Rising to the transport challenge of mass-urbanisation

Jason Ford - News Editor, The EngineerJason Ford, news editor

The number of people living in cities isn’t getting any smaller. In 2014, 54 per cent of the world’s population resided in urban areas, a figure that is expected to grow to 66 per cent by 2050.

According to the United Nations, continued urbanisation coupled with global population growth could add 2.5 billion people to urban populations by 2050, with almost 90 per cent of that figure concentrated in Asia and Africa.

People living in cities will need transport in order to go about their lives and if their particular metropolis is anything like London – with its largest population since WWII – it will find itself having to undergo considerable investment into transport infrastructure to relieve existing services and accommodate those commuting to and from the city.

One such project is Crossrail, which is expected to facilitate quicker travel times across London whilst absorbing more passengers. With services set to start in 2018, the £15bn investment in rail services will increase central London’s rail capacity by 10 per cent and an bring an extra 1.5 million people to within 45 minutes of central London.

In terms of open land, London isn’t in a position to start major projects from a blank of sheet of paper but it has shown with Crossrail that it is capable of harnessing the services of engineers to solve a problem with minimum disruption.

This remarkable feat of engineering – which covers a route of over 100km, including 42km of new rail tunnels – more than deserves the plaudits it receives but rail is only part of the transport equation and a glance at many urban and suburban streets (and SMMT stats) reveal that the love affair with the car is far from over.

As you’d expect, this is the case in Geneva right now where the annual motor show has entered its second week with its usual array of all that’s wild, whacky and often superb from the automotive world.

A concept that combines dual modes of transport can be found in Pop.Up, a project partnership between Airbus and Italdesign that reveals a glimpse of a future where shared services start to  reach for the skies.

In January 2017, The Engineer reported on Airbus CEO Tom Enders’ prediction that a prototype single-passenger demonstrator – developed as a solution to the growing problem of traffic congestion in urban areas – will undergo flight tests within the next 12 months.

To that end A³, Airbus’ advanced projects and partnerships presence in Silicon Valley, is working on Vahana. Designed to make urban air travel a reality, Vahana is intended to be the first electric, self-piloted vertical take-off and landing (VTOL) passenger aircraft.

In Dubai, driverless passenger drones could be criss-crossing the skies as early as July this year as part of city’s bid to offer autonomous human flight over short-to-medium distances.

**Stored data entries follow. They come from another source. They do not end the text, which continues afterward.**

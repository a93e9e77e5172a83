// SPDX-License-Identifier: BUSL-1.1
// Copyright (c) 2026 Alfred Jean LLC

//! `hook` (hidden) — read a transcript-analyzer payload from stdin, scan
//! the named transcript, and enqueue a detected event. Always exits 0;
//! analysis failures are logged, not surfaced to the calling assistant.

use std::io::Read;

use crate::analyzer::{self, HookPayload};
use crate::event::{EventSource, RateLimitEvent};
use crate::paths::StateDir;
use crate::queue;

pub fn run(state_dir: StateDir) -> i32 {
    let mut input = String::new();
    if let Err(e) = std::io::stdin().read_to_string(&mut input) {
        tracing::warn!("hook: failed to read stdin: {e}");
        return 0;
    }

    let payload: HookPayload = match serde_json::from_str(&input) {
        Ok(p) => p,
        Err(e) => {
            tracing::warn!("hook: invalid payload: {e}");
            return 0;
        }
    };

    let Some(result) = analyzer::scan_file(&payload.transcript_path) else {
        if let Err(e) = queue::touch_hook_run(&state_dir.queue_file()) {
            tracing::warn!("hook: failed to record hook run: {e:#}");
        }
        return 0;
    };

    let session_pid = payload.session_id.parse::<u32>().ok();
    let event = RateLimitEvent::new(
        result.reset_time_utc,
        result.timezone,
        result.raw_message,
        payload.transcript_path,
        session_pid,
        EventSource::Hook,
    );

    if let Err(e) = queue::enqueue(&state_dir.queue_file(), event) {
        tracing::warn!("hook: failed to enqueue detected event: {e:#}");
    }

    0
}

Of course, we could all sit down and imagine a transport concepts as fantastic as the ones presented above. However, the concept of shared services is already with us and ideas around networked modes of transport won’t seem as unattainable when solutions such as AI become more robust and trusted.

Looking many years into the future, London’s transport planners might find themselves thinking seriously about introducing such solutions. Current thinking precludes expanding the capital beyond the M25 but even if the city does undergo physical expansion, the people within it will still need to get around, be it on road, rail or air or a version of all three.